Which version of the nvidia driver has been installed there?
Without any info regarding Ubuntu on a stick this doesn’t say anything, what kernel is Ubuntu using, what nvidia drivers do you use -as megavolt said- , are you using encryption there as well, Gnome =/= KDE, also about how many framerates are we talking about because in situations where your vsync is off the GPU is taxed to its limit so overheating is natural. Also why are you still on kernel 5.7 which is EOL?
Went back into Ubuntu to try and replicate and get data… and it’s stopped working there now. It must have been a fluke Back to square one then!
I’m normally on 5.4 LTS, but I switched to 5.7 to see if it helped, as I had read that some new thermal management systems were introduced in it. It’s helped a little - it does last longer than on 5.4 - but not a huge amount.

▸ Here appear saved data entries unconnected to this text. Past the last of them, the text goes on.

//! エラーメッセージ（閉じるまで表示）

use leptos::prelude::*;

use crate::app::Controller;

#[component]
pub fn ErrorBanner(controller: Controller) -> impl IntoView {
    let error = move || {
        controller
            .state
            .with(|s| s.error().map(|e| (e.kind(), e.to_string())))
    };

    view! {
        {move || error().map(|(kind, message)| view! {
            <div class=format!("error-banner {}", kind) role="alert">
                <span>{format!("⚠ {}", message)}</span>
                <button class="dismiss" on:click=move |_| controller.dismiss()>"×"</button>
            </div>
        })}
    }
}
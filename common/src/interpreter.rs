//! ペイロード解釈
//!
//! デコードしたテキストを「パーセントデコード → JSONパース」して品目レコードに変換する。
//! どの段階で失敗しても `None` を返し、呼び出し側は生テキストを表示する。
//! 部分的なフィールド抽出は行わない。

use crate::types::ParsedItem;
use tracing::debug;

/// テキストを品目レコードとして解釈
///
/// # Examples
/// ```
/// use qr_scan_common::interpret;
///
/// assert!(interpret("Hello").is_none());
/// ```
pub fn interpret(raw: &str) -> Option<ParsedItem> {
    let decoded = match percent_decode(raw) {
        Some(s) => s,
        None => {
            debug!("パーセントデコード失敗、生テキスト表示");
            return None;
        }
    };

    match serde_json::from_str::<ParsedItem>(decoded.trim()) {
        Ok(item) => Some(item),
        Err(e) => {
            debug!("品目レコードとして解釈できません: {}", e);
            None
        }
    }
}

/// URIコンポーネントとしてデコード
///
/// `%` の後に16進2桁が続かない場合や、結果がUTF-8でない場合は `None`。
/// `+` は空白に変換しない。
pub fn percent_decode(raw: &str) -> Option<String> {
    if !is_well_formed(raw) {
        return None;
    }
    urlencoding::decode(raw).ok().map(|s| s.into_owned())
}

fn is_well_formed(raw: &str) -> bool {
    let bytes = raw.as_bytes();
    let mut i = 0;
    while i < bytes.len() {
        if bytes[i] == b'%' {
            let hex = bytes.get(i + 1..i + 3);
            match hex {
                Some(h) if h.iter().all(u8::is_ascii_hexdigit) => i += 3,
                _ => return false,
            }
        } else {
            i += 1;
        }
    }
    true
}

#[cfg(test)]
mod tests {
    use super::*;

    const ITEM: &str = r#"{"id":"ITEM-001","code":"A-42","quantity":12,"unit":"箱","location":"倉庫B","period":"2026-10","placement":"棚3段目","description":"交換用 フィルタ"}"#;

    #[test]
    fn test_plain_text_falls_back() {
        assert!(interpret("Hello").is_none());
    }

    #[test]
    fn test_percent_encoded_json() {
        let encoded = urlencoding::encode(ITEM).into_owned();
        assert!(encoded.contains('%'));

        let item = interpret(&encoded).expect("解釈できるはず");
        assert_eq!(item.identifier, "ITEM-001");
        assert_eq!(item.code, "A-42");
        assert_eq!(item.quantity, "12");
        assert_eq!(item.unit, "箱");
        assert_eq!(item.location, "倉庫B");
        assert_eq!(item.period, "2026-10");
        assert_eq!(item.placement, "棚3段目");
        assert_eq!(item.description, "交換用 フィルタ");
    }

    #[test]
    fn test_unencoded_json_is_accepted() {
        assert!(interpret(ITEM).is_some());
    }

    #[test]
    fn test_malformed_percent_sequence() {
        assert!(percent_decode("100%").is_none());
        assert!(percent_decode("%E3%81").is_none()); // UTF-8として不完全
        assert!(percent_decode("%zz").is_none());

        let json_with_percent = ITEM.replace("交換用 フィルタ", "50% off");
        assert!(interpret(&json_with_percent).is_none());
    }

    #[test]
    fn test_plus_is_not_space() {
        assert_eq!(percent_decode("a+b%20c").as_deref(), Some("a+b c"));
    }

    #[test]
    fn test_wrong_shape_falls_back() {
        assert!(interpret("%7B%22id%22%3A%22X%22%7D").is_none()); // {"id":"X"}
        assert!(interpret("[1,2,3]").is_none());
        assert!(interpret("").is_none());
    }
}
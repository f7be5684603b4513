//! カメラセッション管理
//!
//! 状態: Off → Requesting → Active → Off
//!
//! ストリームは `CameraSession` が排他的に所有し、停止・失敗・モード切替・破棄の
//! どの経路でも必ず解放される（`Drop` でも `stop` を呼ぶ）。

use async_trait::async_trait;
use serde::Serialize;
use tracing::{debug, info};

use crate::error::{Result, ScanError};
use crate::types::{CameraRequest, PixelBuffer};

/// カメラの状態
#[derive(Debug, Clone, Copy, Default, PartialEq, Eq, Serialize)]
#[serde(rename_all = "lowercase")]
pub enum CameraPhase {
    #[default]
    Off,
    Requesting,
    Active,
}

/// 開いているカメラストリーム
pub trait CameraStream {
    /// 現在のフレームを取得（まだ届いていなければ `None`）
    fn grab_frame(&mut self) -> Option<PixelBuffer>;

    /// ハードウェア資源を解放（複数回呼ばれても安全であること）
    fn release(&mut self);
}

/// カメラを開く実装（ffmpeg、getUserMedia など）
#[async_trait(?Send)]
pub trait CameraBackend {
    type Stream: CameraStream;

    /// ストリームを要求。拒否・失敗時は `ScanError::PermissionDenied`
    async fn open(&self, request: &CameraRequest) -> Result<Self::Stream>;
}

/// カメラセッション
pub struct CameraSession<S: CameraStream> {
    phase: CameraPhase,
    stream: Option<S>,
}

impl<S: CameraStream> CameraSession<S> {
    pub fn new() -> Self {
        Self {
            phase: CameraPhase::Off,
            stream: None,
        }
    }

    pub fn phase(&self) -> CameraPhase {
        self.phase
    }

    pub fn is_active(&self) -> bool {
        self.phase == CameraPhase::Active
    }

    /// 起動要求を開始（既存のストリームは先に解放）
    pub fn begin_request(&mut self) {
        self.stop();
        self.phase = CameraPhase::Requesting;
    }

    /// 許可されたストリームを接続
    ///
    /// 要求中に停止された場合は受け取ったストリームをすぐ解放し `false` を返す。
    pub fn attach(&mut self, mut stream: S) -> bool {
        if self.phase != CameraPhase::Requesting {
            debug!("要求は取り消し済み、ストリームを破棄");
            stream.release();
            return false;
        }
        self.stream = Some(stream);
        self.phase = CameraPhase::Active;
        info!("カメラ起動");
        true
    }

    /// 起動失敗
    pub fn fail(&mut self) {
        self.stop();
    }

    /// 現在のフレームを取得
    pub fn grab_frame(&mut self) -> Result<Option<PixelBuffer>> {
        match self.stream.as_mut() {
            Some(stream) if self.phase == CameraPhase::Active => Ok(stream.grab_frame()),
            _ => Err(ScanError::Processing("カメラが起動していません".into())),
        }
    }

    /// 停止（冪等）
    pub fn stop(&mut self) {
        if let Some(mut stream) = self.stream.take() {
            stream.release();
            info!("カメラ停止");
        }
        self.phase = CameraPhase::Off;
    }
}

impl<S: CameraStream> Default for CameraSession<S> {
    fn default() -> Self {
        Self::new()
    }
}

impl<S: CameraStream> Drop for CameraSession<S> {
    fn drop(&mut self) {
        self.stop();
    }
}
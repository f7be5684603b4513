//! フォルダ内の画像を一括スキャン

use super::Scanner;
use crate::error::{QrScanError, Result};
use crate::upload::is_image_path;
use indicatif::{ProgressBar, ProgressStyle};
use qr_scan_common::{CameraBackend, DecodedResult};
use serde::Serialize;
use std::path::{Path, PathBuf};
use walkdir::WalkDir;

#[derive(Debug, Clone)]
pub struct ImageInfo {
    pub path: PathBuf,
    pub file_name: String,
}

/// 1ファイル分のスキャン結果
#[derive(Debug, Clone, Serialize)]
#[serde(rename_all = "camelCase")]
pub struct FolderEntry {
    pub file_name: String,
    pub file_path: String,
    #[serde(skip_serializing_if = "Option::is_none")]
    pub result: Option<DecodedResult>,
    #[serde(skip_serializing_if = "Option::is_none")]
    pub error: Option<String>,
}

pub fn scan_folder(folder: &Path, recursive: bool) -> Result<Vec<ImageInfo>> {
    if !folder.is_dir() {
        return Err(QrScanError::FolderNotFound(folder.display().to_string()));
    }

    let max_depth = if recursive { usize::MAX } else { 1 };
    let mut images: Vec<ImageInfo> = WalkDir::new(folder)
        .max_depth(max_depth)
        .into_iter()
        .filter_map(|e| e.ok())
        .filter(|e| e.file_type().is_file() && is_image_path(e.path()))
        .map(|e| ImageInfo {
            file_name: e.file_name().to_string_lossy().to_string(),
            path: e.into_path(),
        })
        .collect();

    // パスでソート
    images.sort_by(|a, b| a.path.cmp(&b.path));

    Ok(images)
}

/// 画像を1枚ずつアップロードモードでスキャン
pub async fn scan_images<B: CameraBackend>(
    scanner: &mut Scanner<B>,
    images: &[ImageInfo],
    show_progress: bool,
) -> Vec<FolderEntry> {
    let progress = if show_progress {
        let pb = ProgressBar::new(images.len() as u64);
        if let Ok(style) = ProgressStyle::with_template("{bar:40} {pos}/{len} {msg}") {
            pb.set_style(style);
        }
        pb
    } else {
        ProgressBar::hidden()
    };

    let mut entries = Vec::with_capacity(images.len());
    for img in images {
        progress.set_message(img.file_name.clone());
        scanner.upload(&img.path).await;

        let state = scanner.state();
        entries.push(FolderEntry {
            file_name: img.file_name.clone(),
            file_path: img.path.display().to_string(),
            result: state.result().cloned(),
            error: state.error().map(|e| e.to_string()),
        });
        progress.inc(1);
    }
    progress.finish_and_clear();
    scanner.reset();

    entries
}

The fans do spin up to max I think, but it might be an issue with fan control - it’s difficult for me to immediately tell. I’ve now tried on 440, 450 and 455 and the same issue comes up on all three. I logged the output of
nvidia-smi every 2 seconds until the shutoff on two of the drivers - the results are here and here.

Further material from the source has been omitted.